The Diva is referring to healthcare organizations–hospitals, drug companies and corporations–which she writes treat social media as “more of a revolutionary strategy than an evolutionary way to reach customers.” I think she’s on to something. Shouldn’t healthcare practitioners go where their customers are?
Wouldn’t it be great if you could log on to the website of your local hospital and have a conversation with a nurse, department head, physician or some other representative to answer your specific questions about an upcoming procedure and your hospital stay rather than scrolling through the FAQ and not finding the information you are seeking. Reading the blogs of a hospital’s administrator or one of its doctors might give you a better sense of that organization’s philosophy or bedside manner.
Several of the hospitals that serve the Washington, D.C. metropolitan area where I live mail monthly or quarterly newsletters to local residents. These printed marketing tools provide updates on technology, treatments, personnel changes and public programs. Perhaps these institutions should save postage and help the environment by shelving the paper and going digital.
The Diva notes that those hospitals and drug companies that do have blogs have reaped the benefits. One Web 2.0 convert, Nick Jacobs, president and CEO of Windber Medical Center, credits his blog posts for speaking engagement invites around the country.
Because of these presentations, Jacobs says he “was exposed to the magnitude of not only blog power, but also You Tube, Facebook, Twitter…” Jacobs tells the Diva that his blogging led him to write two books and four newspaper columns “that have increased our business by double-digit figures.”
Johnson and Johnson and GlaxoSmithKline are two corporations that use blogs to communicate with the public. The J&J site notes that “everyone else is talking about our company, so why can’t we?” Recent posts have focused on nutrition, first aid and the company’s health channel on YouTube. The GSK site is built around its alli weight-loss product.

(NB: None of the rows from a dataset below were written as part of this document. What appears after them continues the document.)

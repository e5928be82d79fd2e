//! On-disk stores: the theme directory and the capture directory.
//!
//! Both are thin. `ThemeStore` turns a directory of Ghostty files into
//! themes, skipping what it cannot parse; `CaptureCache` reads each capture
//! once and hands out borrowed text afterwards.

use std::collections::HashMap;
use std::fs;
use std::io;
use std::path::{Path, PathBuf};

use tracing::{debug, trace, warn};

use crate::error::ThemeError;
use crate::ghostty::{parse_theme, safe_file_name, to_ghostty};
use crate::palette::Theme;

// ---------------------------------------------------------------------------
// ThemeStore
// ---------------------------------------------------------------------------

/// A directory of Ghostty theme files.
#[derive(Debug, Clone)]
pub struct ThemeStore {
    dir: PathBuf,
}

impl ThemeStore {
    #[must_use]
    pub fn new(dir: impl Into<PathBuf>) -> Self {
        Self { dir: dir.into() }
    }

    #[must_use]
    pub fn dir(&self) -> &Path {
        &self.dir
    }

    /// Load every theme in the directory, sorted by file name.
    ///
    /// Hidden files and non-files are ignored. Files that cannot be read or
    /// parsed are skipped with a warning. A missing directory holds no
    /// themes.
    ///
    /// # Errors
    ///
    /// [`ThemeError::Io`] if the directory exists but cannot be listed.
    pub fn load_all(&self) -> Result<Vec<Theme>, ThemeError> {
        let entries = match fs::read_dir(&self.dir) {
            Ok(entries) => entries,
            Err(e) if e.kind() == io::ErrorKind::NotFound => {
                debug!(dir = %self.dir.display(), "theme directory does not exist");
                return Ok(Vec::new());
            }
            Err(e) => return Err(ThemeError::io(&self.dir, e)),
        };

        let mut paths: Vec<PathBuf> = entries
            .filter_map(|entry| entry.ok().map(|e| e.path()))
            .filter(|path| path.is_file() && !is_hidden(path))
            .collect();
        paths.sort_by(|a, b| a.file_name().cmp(&b.file_name()));

        let mut themes = Vec::with_capacity(paths.len());
        for path in paths {
            match load_file(&path) {
                Ok(theme) => themes.push(theme),
                Err(e) => warn!(path = %path.display(), error = %e, "skipping theme file"),
            }
        }
        debug!(dir = %self.dir.display(), count = themes.len(), "loaded themes");
        Ok(themes)
    }

    /// Write `theme` in Ghostty format, creating the directory if needed.
    /// Returns the path written.
    ///
    /// # Errors
    ///
    /// [`ThemeError::Io`] if the directory or file cannot be written.
    pub fn save(&self, theme: &Theme) -> Result<PathBuf, ThemeError> {
        fs::create_dir_all(&self.dir).map_err(|e| ThemeError::io(&self.dir, e))?;
        let path = self.dir.join(safe_file_name(&theme.name));
        fs::write(&path, to_ghostty(theme)).map_err(|e| ThemeError::io(&path, e))?;
        debug!(path = %path.display(), "saved theme");
        Ok(path)
    }
}

fn is_hidden(path: &Path) -> bool {
    path.file_name()
        .is_some_and(|name| name.to_string_lossy().starts_with('.'))
}

fn load_file(path: &Path) -> Result<Theme, ThemeError> {
    let text = fs::read_to_string(path).map_err(|e| ThemeError::io(path, e))?;
    let name = path
        .file_name()
        .map(|n| n.to_string_lossy().into_owned())
        .unwrap_or_default();
    parse_theme(&name, &text)
}

// ---------------------------------------------------------------------------
// CaptureCache
// ---------------------------------------------------------------------------

/// Captures (`<name>.txt`) read on first use and kept in memory.
#[derive(Debug, Clone)]
pub struct CaptureCache {
    dir: PathBuf,
    cache: HashMap<String, String>,
}

impl CaptureCache {
    #[must_use]
    pub fn new(dir: impl Into<PathBuf>) -> Self {
        Self {
            dir: dir.into(),
            cache: HashMap::new(),
        }
    }

    /// Raw text of capture `name`, or `None` if it does not exist.
    ///
    /// Invalid UTF-8 is replaced rather than rejected; captures are dumps
    /// of arbitrary programs. Misses are not cached, so a capture that
    /// appears later is picked up.
    pub fn get(&mut self, name: &str) -> Option<&str> {
        if self.cache.contains_key(name) {
            trace!(name, "capture cache hit");
        } else {
            let path = self.dir.join(format!("{name}.txt"));
            match fs::read(&path) {
                Ok(bytes) => {
                    let text = String::from_utf8_lossy(&bytes).into_owned();
                    debug!(path = %path.display(), bytes = bytes.len(), "loaded capture");
                    self.cache.insert(name.to_owned(), text);
                }
                Err(e) if e.kind() == io::ErrorKind::NotFound => {
                    debug!(path = %path.display(), "capture not found");
                    return None;
                }
                Err(e) => {
                    warn!(path = %path.display(), error = %e, "failed to read capture");
                    return None;
                }
            }
        }
        self.cache.get(name).map(String::as_str)
    }
}
//! The 16-slot terminal palette and named themes.
//!
//! A [`Palette`] is immutable: editing a slot produces a new palette, so the
//! editor can keep the committed and working versions side by side without
//! aliasing.

use std::collections::BTreeMap;

use lens_term::color::{Rgb, hex_to_rgb};
use lens_term::{Error, Result};

/// Number of slots in a terminal palette.
pub const SLOT_COUNT: usize = 16;

/// Short slot names, for compact tables.
pub const SLOT_NAMES: [&str; SLOT_COUNT] = [
    "black", "red", "green", "yellow", "blue", "magenta", "cyan", "white", //
    "br.blk", "br.red", "br.grn", "br.yel", "br.blu", "br.mag", "br.cyn", "br.wht",
];

/// Long slot names, for the palette table.
pub const SLOT_NAMES_LONG: [&str; SLOT_COUNT] = [
    "black", "red", "green", "yellow", "blue", "magenta", "cyan", "white", //
    "br.black", "br.red", "br.green", "br.yellow", "br.blue", "br.magenta", "br.cyan",
    "br.white",
];

// ---------------------------------------------------------------------------
// Palette
// ---------------------------------------------------------------------------

/// Exactly 16 colors, indexed 0–15.
#[derive(Debug, Clone, Copy, PartialEq, Eq, Hash)]
pub struct Palette {
    colors: [Rgb; SLOT_COUNT],
}

impl Palette {
    /// Wrap a full color array.
    #[must_use]
    pub const fn new(colors: [Rgb; SLOT_COUNT]) -> Self {
        Self { colors }
    }

    /// Build from an index → hex mapping, the shape theme files parse into.
    ///
    /// # Errors
    ///
    /// [`Error::IndexOutOfRange`] for a key above 15, [`Error::MissingSlot`]
    /// for the first absent slot, or [`Error::InvalidHex`] for a bad value.
    pub fn from_hex_map(map: &BTreeMap<usize, String>) -> Result<Self> {
        if let Some((&idx, _)) = map.range(SLOT_COUNT..).next() {
            return Err(Error::IndexOutOfRange(idx));
        }
        let mut colors = [Rgb::BLACK; SLOT_COUNT];
        for (i, slot) in colors.iter_mut().enumerate() {
            let hex = map.get(&i).ok_or(Error::MissingSlot(i))?;
            *slot = hex_to_rgb(hex)?;
        }
        Ok(Self { colors })
    }

    /// Build from hex strings in slot order.
    ///
    /// # Errors
    ///
    /// [`Error::MissingSlot`] if fewer than 16 strings are given,
    /// [`Error::IndexOutOfRange`] for a 17th, or [`Error::InvalidHex`].
    pub fn from_hex_slice(hexes: &[&str]) -> Result<Self> {
        if hexes.len() > SLOT_COUNT {
            return Err(Error::IndexOutOfRange(SLOT_COUNT));
        }
        let mut colors = [Rgb::BLACK; SLOT_COUNT];
        for (i, slot) in colors.iter_mut().enumerate() {
            let hex = hexes.get(i).ok_or(Error::MissingSlot(i))?;
            *slot = hex_to_rgb(hex)?;
        }
        Ok(Self { colors })
    }

    /// Color of slot `index`.
    ///
    /// # Errors
    ///
    /// [`Error::IndexOutOfRange`] outside 0–15.
    pub fn color_of(&self, index: usize) -> Result<Rgb> {
        self.colors
            .get(index)
            .copied()
            .ok_or(Error::IndexOutOfRange(index))
    }

    /// Lowercase `#rrggbb` of slot `index`.
    ///
    /// # Errors
    ///
    /// [`Error::IndexOutOfRange`] outside 0–15.
    pub fn hex_of(&self, index: usize) -> Result<String> {
        self.color_of(index).map(Rgb::to_hex)
    }

    /// All 16 colors in slot order.
    #[must_use]
    pub const fn colors(&self) -> &[Rgb; SLOT_COUNT] {
        &self.colors
    }

    /// Background slot (0).
    #[must_use]
    pub const fn background(&self) -> Rgb {
        self.colors[0]
    }

    /// A copy with slot `index` replaced.
    ///
    /// # Errors
    ///
    /// [`Error::IndexOutOfRange`] outside 0–15; `self` is unchanged either way.
    pub fn with_color(&self, index: usize, rgb: Rgb) -> Result<Self> {
        let mut colors = self.colors;
        *colors.get_mut(index).ok_or(Error::IndexOutOfRange(index))? = rgb;
        Ok(Self { colors })
    }
}

// ---------------------------------------------------------------------------
// Theme
// ---------------------------------------------------------------------------

/// A named palette. The name is the file name it was loaded from.
#[derive(Debug, Clone, PartialEq, Eq)]
pub struct Theme {
    pub name: String,
    pub palette: Palette,
}

impl Theme {
    #[must_use]
    pub fn new(name: impl Into<String>, palette: Palette) -> Self {
        Self {
            name: name.into(),
            palette,
        }
    }
}

// ---------------------------------------------------------------------------
// Tests
// ---------------------------------------------------------------------------
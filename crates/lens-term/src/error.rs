// SPDX-License-Identifier: MIT
//
// Error type shared by the color and palette layers.
//
// Capture replay never fails, so there is no variant for malformed escape
// sequences. Everything here is a caller error: a hex string that is not
// `#RRGGBB`, a slot outside 0–15 (or missing from a mapping), or a color
// name outside the 16-name set.

use thiserror::Error;

/// Errors produced by color parsing and palette lookups.
#[derive(Debug, Clone, PartialEq, Eq, Error)]
pub enum Error {
    /// The string is not a `#RRGGBB` hex color.
    #[error("invalid hex color {0:?} (expected #RRGGBB)")]
    InvalidHex(String),

    /// A palette slot outside `0..16` was requested.
    #[error("palette index {0} out of range (expected 0-15)")]
    IndexOutOfRange(usize),

    /// A palette was built from a mapping that lacks this slot.
    #[error("palette slot {0} is not defined")]
    MissingSlot(usize),

    /// A symbolic color name outside the 16 ANSI names plus `default`.
    #[error("unknown color name {0:?}")]
    UnknownColorName(String),
}

/// Convenience alias used throughout the workspace.
pub type Result<T> = std::result::Result<T, Error>;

How many people have logged onto WebMD at one time or another? Quantcast, the media measurement service, ranks the medical information site in the top 50, with more than 15 million people in the U.S. visiting each month. With so many consumers in the marketplace for health and medical information, doesn’t it just make sense for these organizations to join the Antibloggergirldc and step into the 21st century?